* **Exercise**:
The answer must consist of every line from the entries below that contains the word "minimum".

Stored items from a collection
########################################
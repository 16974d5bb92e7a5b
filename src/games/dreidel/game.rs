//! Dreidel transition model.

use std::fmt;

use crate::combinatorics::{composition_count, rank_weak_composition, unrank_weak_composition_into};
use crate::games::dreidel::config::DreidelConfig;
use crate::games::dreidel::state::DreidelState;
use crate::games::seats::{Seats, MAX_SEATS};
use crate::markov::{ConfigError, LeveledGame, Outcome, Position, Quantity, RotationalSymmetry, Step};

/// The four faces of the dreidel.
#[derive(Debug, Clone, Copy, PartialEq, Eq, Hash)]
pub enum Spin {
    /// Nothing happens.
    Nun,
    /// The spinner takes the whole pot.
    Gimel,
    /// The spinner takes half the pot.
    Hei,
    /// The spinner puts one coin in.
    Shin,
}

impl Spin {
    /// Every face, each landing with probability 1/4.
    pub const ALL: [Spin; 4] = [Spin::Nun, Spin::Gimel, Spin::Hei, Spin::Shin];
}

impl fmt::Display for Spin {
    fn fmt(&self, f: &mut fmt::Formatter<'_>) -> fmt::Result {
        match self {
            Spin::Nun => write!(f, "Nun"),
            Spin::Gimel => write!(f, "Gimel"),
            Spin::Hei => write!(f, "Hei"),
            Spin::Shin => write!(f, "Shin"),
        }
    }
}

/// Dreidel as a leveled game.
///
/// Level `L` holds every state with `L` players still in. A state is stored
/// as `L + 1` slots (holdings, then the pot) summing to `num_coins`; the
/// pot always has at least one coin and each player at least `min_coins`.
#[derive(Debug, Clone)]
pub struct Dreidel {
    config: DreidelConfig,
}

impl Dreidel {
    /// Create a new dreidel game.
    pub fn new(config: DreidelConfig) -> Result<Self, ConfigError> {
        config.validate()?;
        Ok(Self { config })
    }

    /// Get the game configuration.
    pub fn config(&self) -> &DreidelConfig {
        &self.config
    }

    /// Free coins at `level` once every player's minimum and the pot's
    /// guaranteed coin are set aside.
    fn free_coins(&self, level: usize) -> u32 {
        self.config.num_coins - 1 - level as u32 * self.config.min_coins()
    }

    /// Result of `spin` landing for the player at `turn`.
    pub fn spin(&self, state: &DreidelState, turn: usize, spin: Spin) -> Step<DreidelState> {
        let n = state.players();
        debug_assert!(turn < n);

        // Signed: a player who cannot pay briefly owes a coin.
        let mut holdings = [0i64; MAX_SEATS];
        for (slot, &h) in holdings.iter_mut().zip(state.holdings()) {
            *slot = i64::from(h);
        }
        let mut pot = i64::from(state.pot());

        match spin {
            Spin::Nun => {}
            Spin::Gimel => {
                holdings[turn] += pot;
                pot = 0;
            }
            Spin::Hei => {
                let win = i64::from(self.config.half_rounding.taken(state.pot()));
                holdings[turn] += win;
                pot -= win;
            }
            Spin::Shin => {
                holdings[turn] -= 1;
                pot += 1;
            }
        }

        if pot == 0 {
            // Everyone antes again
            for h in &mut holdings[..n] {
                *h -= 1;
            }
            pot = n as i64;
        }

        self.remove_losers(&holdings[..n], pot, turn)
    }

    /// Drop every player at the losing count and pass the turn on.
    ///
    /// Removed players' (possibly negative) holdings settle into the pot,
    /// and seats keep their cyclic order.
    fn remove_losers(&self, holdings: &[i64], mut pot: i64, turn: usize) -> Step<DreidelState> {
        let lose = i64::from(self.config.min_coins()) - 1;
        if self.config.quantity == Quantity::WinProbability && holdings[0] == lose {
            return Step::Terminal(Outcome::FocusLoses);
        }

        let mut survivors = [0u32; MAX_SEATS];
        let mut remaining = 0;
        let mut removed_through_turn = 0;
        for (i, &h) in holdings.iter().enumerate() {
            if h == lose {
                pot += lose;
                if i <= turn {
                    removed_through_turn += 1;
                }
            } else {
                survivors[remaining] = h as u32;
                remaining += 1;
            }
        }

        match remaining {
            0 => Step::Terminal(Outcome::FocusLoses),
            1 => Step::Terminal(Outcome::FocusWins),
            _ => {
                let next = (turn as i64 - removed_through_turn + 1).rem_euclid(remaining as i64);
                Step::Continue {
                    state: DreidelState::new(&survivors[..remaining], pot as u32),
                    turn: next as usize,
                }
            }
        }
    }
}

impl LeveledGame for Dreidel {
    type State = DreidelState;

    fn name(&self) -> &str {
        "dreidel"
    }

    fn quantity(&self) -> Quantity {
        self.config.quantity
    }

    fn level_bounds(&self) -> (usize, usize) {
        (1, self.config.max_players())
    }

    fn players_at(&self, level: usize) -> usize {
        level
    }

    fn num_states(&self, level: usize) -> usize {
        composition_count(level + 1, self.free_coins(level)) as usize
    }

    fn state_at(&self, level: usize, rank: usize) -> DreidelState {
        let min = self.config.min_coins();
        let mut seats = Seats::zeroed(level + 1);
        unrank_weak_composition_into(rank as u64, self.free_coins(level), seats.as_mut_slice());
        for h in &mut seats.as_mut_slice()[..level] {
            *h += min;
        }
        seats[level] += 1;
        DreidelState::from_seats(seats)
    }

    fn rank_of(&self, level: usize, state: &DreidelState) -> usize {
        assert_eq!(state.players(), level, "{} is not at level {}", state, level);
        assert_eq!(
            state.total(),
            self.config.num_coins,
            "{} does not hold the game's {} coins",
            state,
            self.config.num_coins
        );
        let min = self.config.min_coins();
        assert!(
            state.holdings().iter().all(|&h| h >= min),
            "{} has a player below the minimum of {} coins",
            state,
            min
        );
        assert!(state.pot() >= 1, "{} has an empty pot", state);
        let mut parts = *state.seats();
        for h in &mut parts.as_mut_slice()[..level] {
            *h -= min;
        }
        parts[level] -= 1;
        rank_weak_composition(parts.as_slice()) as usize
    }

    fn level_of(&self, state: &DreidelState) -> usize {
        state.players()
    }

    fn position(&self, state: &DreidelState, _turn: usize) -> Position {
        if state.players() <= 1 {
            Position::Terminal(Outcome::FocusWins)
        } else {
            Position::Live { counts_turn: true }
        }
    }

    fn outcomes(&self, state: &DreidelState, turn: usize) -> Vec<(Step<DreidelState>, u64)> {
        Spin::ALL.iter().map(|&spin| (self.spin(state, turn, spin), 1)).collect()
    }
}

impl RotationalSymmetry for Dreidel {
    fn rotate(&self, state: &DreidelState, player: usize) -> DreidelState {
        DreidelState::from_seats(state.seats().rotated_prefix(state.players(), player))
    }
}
########################################
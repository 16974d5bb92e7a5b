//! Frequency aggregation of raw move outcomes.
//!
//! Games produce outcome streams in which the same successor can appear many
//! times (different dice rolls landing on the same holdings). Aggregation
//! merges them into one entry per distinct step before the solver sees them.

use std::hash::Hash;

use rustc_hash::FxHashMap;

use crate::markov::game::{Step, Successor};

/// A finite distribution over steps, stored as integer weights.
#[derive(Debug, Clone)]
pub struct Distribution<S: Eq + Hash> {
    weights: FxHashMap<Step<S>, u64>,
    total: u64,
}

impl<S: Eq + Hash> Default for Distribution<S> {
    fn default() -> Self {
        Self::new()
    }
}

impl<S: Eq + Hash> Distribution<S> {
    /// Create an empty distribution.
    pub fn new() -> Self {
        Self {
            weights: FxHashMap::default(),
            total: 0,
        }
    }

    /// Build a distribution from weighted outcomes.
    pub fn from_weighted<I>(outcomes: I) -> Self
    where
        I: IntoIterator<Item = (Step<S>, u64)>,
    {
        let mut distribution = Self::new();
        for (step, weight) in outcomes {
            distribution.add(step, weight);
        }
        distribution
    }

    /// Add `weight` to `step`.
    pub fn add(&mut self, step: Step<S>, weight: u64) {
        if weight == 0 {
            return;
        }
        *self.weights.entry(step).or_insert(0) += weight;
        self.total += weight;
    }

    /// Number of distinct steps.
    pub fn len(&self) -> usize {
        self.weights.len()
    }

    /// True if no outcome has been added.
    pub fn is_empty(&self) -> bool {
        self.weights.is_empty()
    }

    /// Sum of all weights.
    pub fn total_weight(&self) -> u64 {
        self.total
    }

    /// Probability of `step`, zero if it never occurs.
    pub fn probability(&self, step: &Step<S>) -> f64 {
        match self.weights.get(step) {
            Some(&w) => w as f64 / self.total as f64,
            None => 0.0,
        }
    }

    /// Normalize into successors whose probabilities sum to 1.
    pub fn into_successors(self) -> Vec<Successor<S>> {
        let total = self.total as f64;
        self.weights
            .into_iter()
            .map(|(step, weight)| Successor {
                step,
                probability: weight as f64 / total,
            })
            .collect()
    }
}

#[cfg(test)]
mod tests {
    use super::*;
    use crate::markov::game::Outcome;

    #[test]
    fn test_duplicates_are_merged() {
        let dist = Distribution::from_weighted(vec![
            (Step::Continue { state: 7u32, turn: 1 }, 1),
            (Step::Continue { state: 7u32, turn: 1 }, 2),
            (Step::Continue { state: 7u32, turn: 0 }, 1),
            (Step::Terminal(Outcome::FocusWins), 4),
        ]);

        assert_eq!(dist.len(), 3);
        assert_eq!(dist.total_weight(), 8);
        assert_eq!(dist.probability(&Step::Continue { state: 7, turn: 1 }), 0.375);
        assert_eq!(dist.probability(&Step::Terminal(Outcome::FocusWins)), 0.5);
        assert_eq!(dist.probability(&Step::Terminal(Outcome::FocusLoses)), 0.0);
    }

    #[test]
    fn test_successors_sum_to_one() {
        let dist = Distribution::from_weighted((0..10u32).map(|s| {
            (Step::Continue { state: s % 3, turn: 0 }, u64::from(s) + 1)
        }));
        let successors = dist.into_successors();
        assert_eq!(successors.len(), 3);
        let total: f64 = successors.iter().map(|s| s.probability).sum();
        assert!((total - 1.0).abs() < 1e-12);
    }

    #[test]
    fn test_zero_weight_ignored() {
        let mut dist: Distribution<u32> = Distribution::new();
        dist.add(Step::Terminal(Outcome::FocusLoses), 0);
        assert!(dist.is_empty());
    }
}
########################################
* **Response below**:
    /// Free coins at `level` once every player's minimum and the pot's
            "{} has a player below the minimum of {} coins",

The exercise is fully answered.